## Your task
Each line of the material should be retyped without alteration.

## Material for the task
//! Network layer subsystem.
//!
//! # Data Flow
//! ```text
//! Incoming TCP connection
//!     → listener.rs (accept, out-of-band close)
//!     → connection.rs (ID, deadline, mirror, in-flight tracking)
//!     → Closed on drop
//!
//! Connection States:
//!     Accepted → Active (deadline armed) → Closed (normal | timeout | error)
//! ```
//!
//! # Design Decisions
//! - Closing the listener never touches in-flight connections
//! - Each connection tracked for graceful shutdown

pub mod connection;
pub mod listener;
//! Shutdown coordination for the server.

use std::future::Future;
use std::sync::Arc;

use tokio::sync::watch;

/// One-shot cancellation signal.
///
/// Cloneable; every clone observes the same trigger. Unlike a broadcast
/// channel, waiters created after the trigger still see it.
#[derive(Debug, Clone)]
pub struct Shutdown {
    tx: Arc<watch::Sender<bool>>,
}

impl Shutdown {
    /// Create a new, untriggered shutdown signal.
    pub fn new() -> Self {
        let (tx, _) = watch::channel(false);
        Self { tx: Arc::new(tx) }
    }

    /// Trigger the shutdown signal. Returns `false` if it was already
    /// triggered.
    pub fn trigger(&self) -> bool {
        !self.tx.send_replace(true)
    }

    pub fn is_triggered(&self) -> bool {
        *self.tx.borrow()
    }

    /// A future that resolves once the signal has been triggered.
    pub fn wait(&self) -> impl Future<Output = ()> + Send + 'static {
        let mut rx = self.tx.subscribe();
        async move {
            let _ = rx.wait_for(|triggered| *triggered).await;
        }
    }
}

impl Default for Shutdown {
    fn default() -> Self {
        Self::new()
    }
}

## Result of this exercise
//! Network layer subsystem.
//!
//! # Data Flow
//! ```text
//! Incoming TCP connection
//!     → listener.rs (accept, out-of-band close)
//!     → connection.rs (ID, deadline, mirror, in-flight tracking)
//!     → Closed on drop
//!
//! Connection States:
//!     Accepted → Active (deadline armed) → Closed (normal | timeout | error)
//! ```
//!
//! # Design Decisions
//! - Closing the listener never touches in-flight connections
//! - Each connection tracked for graceful shutdown

pub mod connection;
pub mod listener;
//! Shutdown coordination for the server.

use std::future::Future;
use std::sync::Arc;

use tokio::sync::watch;

/// One-shot cancellation signal.
///
/// Cloneable; every clone observes the same trigger. Unlike a broadcast
/// channel, waiters created after the trigger still see it.
#[derive(Debug, Clone)]
pub struct Shutdown {
    tx: Arc<watch::Sender<bool>>,
}

impl Shutdown {
    /// Create a new, untriggered shutdown signal.
    pub fn new() -> Self {
        let (tx, _) = watch::channel(false);
        Self { tx: Arc::new(tx) }
    }

    /// Trigger the shutdown signal. Returns `false` if it was already
    /// triggered.
    pub fn trigger(&self) -> bool {
        !self.tx.send_replace(true)
    }

    pub fn is_triggered(&self) -> bool {
        *self.tx.borrow()
    }

    /// A future that resolves once the signal has been triggered.
    pub fn wait(&self) -> impl Future<Output = ()> + Send + 'static {
        let mut rx = self.tx.subscribe();
        async move {
            let _ = rx.wait_for(|triggered| *triggered).await;
        }
    }
}

impl Default for Shutdown {
    fn default() -> Self {
        Self::new()
    }
}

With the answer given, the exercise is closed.